Six years, four global offices, over one hundred plus Viral employees and over five thousand campaigns, with zero investors, and one, big #VIRALFAMILY. Joe Gagliese and Mat Micheli co-founded Viral Nation together in 2014, starting out by representing athletes and helping them monetize their social media accounts. The two university classmates decided to combine their deep curiosity of social media with their passion to build a company, and founded their own marketing agency. The goal was simple – they wanted to create campaigns that made connections. In just 6 short years, Viral Nation has grown into an award-winning influencer marketing agency, boasting big-time partnerships with companies like Facebook, Instagram, TikTok, Twitch, and YouTube. This isn't some run-of-the-mill agency. Viral Nation is an industry pioneer. Gagliese and Micheli are Forbes 30 Under 30 winners, change agents who have become bold leaders in a space that all too often follows. Our client list includes heavy-hitters the likes of Match.com, Facebook, Canon, Campbell’s, Activision Blizzard, and countless others. Industry leaders trust us to deliver the type of innovative marketing results that have helped shape the industry. That's probably why we were named as one of Canada's Top Growing Companies of 2020 by The Globe and Mail. We caught up with Mat & Joe to ask them 6 questions about their learnings, their daily habits, and the relentless drive that helped build these 6 years of Viral Nation; and also the future of this ever-changing digital world.

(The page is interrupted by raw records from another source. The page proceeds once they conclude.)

use crate::coords::Vec2;
use crate::paint::Color;
use crate::raster::{QUAD_INDICES, Vertex};
use crate::transform::AffineMatrix;

/// Indexed triangle list ready for
/// [`Rasterizer::draw_triangles`](crate::raster::Rasterizer::draw_triangles).
#[derive(Debug, Clone, Default, PartialEq)]
pub struct Geometry {
    pub vertices: Vec<Vertex>,
    pub indices: Vec<u32>,
}

impl Geometry {
    #[inline]
    pub fn new() -> Self {
        Self::default()
    }

    #[inline]
    pub fn with_capacity(vertices: usize, indices: usize) -> Self {
        Self {
            vertices: Vec::with_capacity(vertices),
            indices: Vec::with_capacity(indices),
        }
    }

    /// True when nothing would be rasterized.
    #[inline]
    pub fn is_empty(&self) -> bool {
        self.vertices.is_empty() || self.indices.len() < 3
    }

    #[inline]
    pub fn triangle_count(&self) -> usize {
        self.indices.len() / 3
    }

    /// Clears contents, keeping allocations.
    #[inline]
    pub fn clear(&mut self) {
        self.vertices.clear();
        self.indices.clear();
    }

    #[inline]
    fn base(&self) -> u32 {
        self.vertices.len() as u32
    }

    /// Appends a triangle fan anchored at `points[0]`. Fewer than three points add nothing.
    pub fn push_fan(&mut self, points: &[Vec2], color: Color) {
        if points.len() < 3 {
            return;
        }
        let base = self.base();
        self.vertices.extend(points.iter().map(|&p| Vertex::colored(p, color)));
        self.indices.extend(fan_indices(points.len()).map(|i| base + i));
    }

    /// Appends `points` as vertices and `indices` (relative to `points`) as triangles.
    ///
    /// A trailing partial triangle in `indices` is dropped.
    pub fn push_triangles(&mut self, points: &[Vec2], indices: &[u32], color: Color) {
        let whole = indices.len() - indices.len() % 3;
        if whole == 0 {
            return;
        }
        let base = self.base();
        self.vertices.extend(points.iter().map(|&p| Vertex::colored(p, color)));
        self.indices.extend(indices[..whole].iter().map(|&i| base + i));
    }

    /// Appends one quad. Corners are ordered top-left, top-right, bottom-right, bottom-left.
    pub fn push_quad(&mut self, corners: [Vec2; 4], uvs: [[f32; 2]; 4], color: Color) {
        let base = self.base();
        for (p, uv) in corners.iter().zip(uvs.iter()) {
            self.vertices.push(Vertex::new(p.x, p.y, uv[0], uv[1], color));
        }
        self.indices.extend(QUAD_INDICES.iter().map(|&i| base + i));
    }

    /// Appends pre-built vertices with indices relative to them.
    pub fn push_vertices(&mut self, vertices: &[Vertex], indices: &[u32]) {
        let base = self.base();
        self.vertices.extend_from_slice(vertices);
        self.indices.extend(indices.iter().map(|&i| base + i));
    }

    /// Maps every vertex position through `m`.
    pub fn transform(&mut self, m: &AffineMatrix) {
        if m.is_identity() {
            return;
        }
        for v in &mut self.vertices {
            *v = v.transformed(m);
        }
    }
}

/// Indices of a triangle fan over `n` points: `(0, i, i + 1)` for `i in 1..n-1`.
pub fn fan_indices(n: usize) -> impl Iterator<Item = u32> {
    (1..n.saturating_sub(1) as u32).flat_map(|i| [0, i, i + 1])
}

#[cfg(test)]
mod tests {
    use super::*;

    #[test]
    fn fan_of_four_is_two_triangles() {
        let idx: Vec<u32> = fan_indices(4).collect();
        assert_eq!(idx, vec![0, 1, 2, 0, 2, 3]);
    }

    #[test]
    fn fan_of_two_is_empty() {
        assert_eq!(fan_indices(2).count(), 0);
        let mut g = Geometry::new();
        g.push_fan(&[Vec2::zero(), Vec2::new(1.0, 0.0)], Color::white());
        assert!(g.is_empty());
    }

    #[test]
    fn quads_are_offset_by_existing_vertices() {
        let mut g = Geometry::new();
        let c = [Vec2::zero(); 4];
        let uv = [[0.0; 2]; 4];
        g.push_quad(c, uv, Color::white());
        g.push_quad(c, uv, Color::white());
        assert_eq!(&g.indices[6..], &[4, 5, 6, 4, 6, 7]);
    }

    #[test]
    fn partial_triangle_is_dropped() {
        let mut g = Geometry::new();
        let pts = [Vec2::zero(), Vec2::new(1.0, 0.0), Vec2::new(0.0, 1.0)];
        g.push_triangles(&pts, &[0, 1, 2, 0, 1], Color::white());
        assert_eq!(g.triangle_count(), 1);
    }
}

How Did You Get Started In The Influencer Marketing Industry?
MM: We really got started in the influencer marketing industry before there even was an influencer marketing industry. We started in the talent business, working with celebrities, athletes, and influencers to monetize their socials. We started in the days of Kim Kardashian making a million dollars for a tweet; the "Twitter Revolution" of people being able to make money off of their tweets. We entered the game when people started monetizing YouTube videos, even back when Vine started. We really got into it by accident in terms of why we got in. Our plan was to be in talent. Then it kind of morphed into being an influencer company. But we were probably like one of the first five companies...I don't know how many companies still stand today who were around then. Only a couple of the platforms actually still stand I believe. JG: The reality is, we helped shape the space, from the beginning to now. We're the guys who started with these little, small-budget test campaigns, to now running A.O.R., $10 million dollar relationships. We've been able to take an idea, educate, and take it all the way to the promised land. We helped to bring the industry along, from what some may have considered this "cute thing" people did (influencer marketing) into this real marketing channel. We've even done tech builds, I mean...the long and short of it is, we've built the space to work.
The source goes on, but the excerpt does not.